WORK TO BE COMPLETED: The data should be printed again, exactly.

BEGIN

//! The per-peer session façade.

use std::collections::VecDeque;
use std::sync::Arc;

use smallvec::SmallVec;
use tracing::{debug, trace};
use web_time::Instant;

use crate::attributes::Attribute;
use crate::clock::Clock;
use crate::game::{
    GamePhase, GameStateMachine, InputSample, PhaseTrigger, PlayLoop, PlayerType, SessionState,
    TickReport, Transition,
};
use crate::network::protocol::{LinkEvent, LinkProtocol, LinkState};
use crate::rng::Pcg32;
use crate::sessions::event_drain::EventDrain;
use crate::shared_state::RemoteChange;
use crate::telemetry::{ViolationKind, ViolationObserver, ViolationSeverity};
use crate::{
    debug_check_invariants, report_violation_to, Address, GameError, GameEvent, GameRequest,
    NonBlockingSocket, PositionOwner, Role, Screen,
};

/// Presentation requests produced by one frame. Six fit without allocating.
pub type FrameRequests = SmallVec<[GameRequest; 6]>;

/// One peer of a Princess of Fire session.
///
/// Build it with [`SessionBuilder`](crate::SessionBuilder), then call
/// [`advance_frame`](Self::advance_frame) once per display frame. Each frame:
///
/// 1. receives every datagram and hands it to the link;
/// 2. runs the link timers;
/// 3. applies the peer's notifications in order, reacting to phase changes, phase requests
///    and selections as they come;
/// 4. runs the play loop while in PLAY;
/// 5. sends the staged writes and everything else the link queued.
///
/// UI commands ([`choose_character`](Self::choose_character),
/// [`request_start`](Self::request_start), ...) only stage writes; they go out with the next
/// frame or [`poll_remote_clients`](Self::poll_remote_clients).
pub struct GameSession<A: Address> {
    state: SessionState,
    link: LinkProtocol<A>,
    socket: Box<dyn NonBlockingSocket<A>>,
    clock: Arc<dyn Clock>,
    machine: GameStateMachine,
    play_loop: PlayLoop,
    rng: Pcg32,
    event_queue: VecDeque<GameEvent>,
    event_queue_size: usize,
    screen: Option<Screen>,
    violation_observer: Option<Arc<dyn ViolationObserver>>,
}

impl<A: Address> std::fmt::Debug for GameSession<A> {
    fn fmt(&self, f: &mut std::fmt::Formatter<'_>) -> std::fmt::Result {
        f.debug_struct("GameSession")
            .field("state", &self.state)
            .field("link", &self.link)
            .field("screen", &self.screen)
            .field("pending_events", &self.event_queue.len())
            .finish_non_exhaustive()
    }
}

END

OUTPUT:
//! The per-peer session façade.

use std::collections::VecDeque;
use std::sync::Arc;

use smallvec::SmallVec;
use tracing::{debug, trace};
use web_time::Instant;

use crate::attributes::Attribute;
use crate::clock::Clock;
use crate::game::{
    GamePhase, GameStateMachine, InputSample, PhaseTrigger, PlayLoop, PlayerType, SessionState,
    TickReport, Transition,
};
use crate::network::protocol::{LinkEvent, LinkProtocol, LinkState};
use crate::rng::Pcg32;
use crate::sessions::event_drain::EventDrain;
use crate::shared_state::RemoteChange;
use crate::telemetry::{ViolationKind, ViolationObserver, ViolationSeverity};
use crate::{
    debug_check_invariants, report_violation_to, Address, GameError, GameEvent, GameRequest,
    NonBlockingSocket, PositionOwner, Role, Screen,
};

/// Presentation requests produced by one frame. Six fit without allocating.
pub type FrameRequests = SmallVec<[GameRequest; 6]>;

/// One peer of a Princess of Fire session.
///
/// Build it with [`SessionBuilder`](crate::SessionBuilder), then call
/// [`advance_frame`](Self::advance_frame) once per display frame. Each frame:
///
/// 1. receives every datagram and hands it to the link;
/// 2. runs the link timers;
/// 3. applies the peer's notifications in order, reacting to phase changes, phase requests
///    and selections as they come;
/// 4. runs the play loop while in PLAY;
/// 5. sends the staged writes and everything else the link queued.
///
/// UI commands ([`choose_character`](Self::choose_character),
/// [`request_start`](Self::request_start), ...) only stage writes; they go out with the next
/// frame or [`poll_remote_clients`](Self::poll_remote_clients).
pub struct GameSession<A: Address> {
    state: SessionState,
    link: LinkProtocol<A>,
    socket: Box<dyn NonBlockingSocket<A>>,
    clock: Arc<dyn Clock>,
    machine: GameStateMachine,
    play_loop: PlayLoop,
    rng: Pcg32,
    event_queue: VecDeque<GameEvent>,
    event_queue_size: usize,
    screen: Option<Screen>,
    violation_observer: Option<Arc<dyn ViolationObserver>>,
}

impl<A: Address> std::fmt::Debug for GameSession<A> {
    fn fmt(&self, f: &mut std::fmt::Formatter<'_>) -> std::fmt::Result {
        f.debug_struct("GameSession")
            .field("state", &self.state)
            .field("link", &self.link)
            .field("screen", &self.screen)
            .field("pending_events", &self.event_queue.len())
            .finish_non_exhaustive()
    }
}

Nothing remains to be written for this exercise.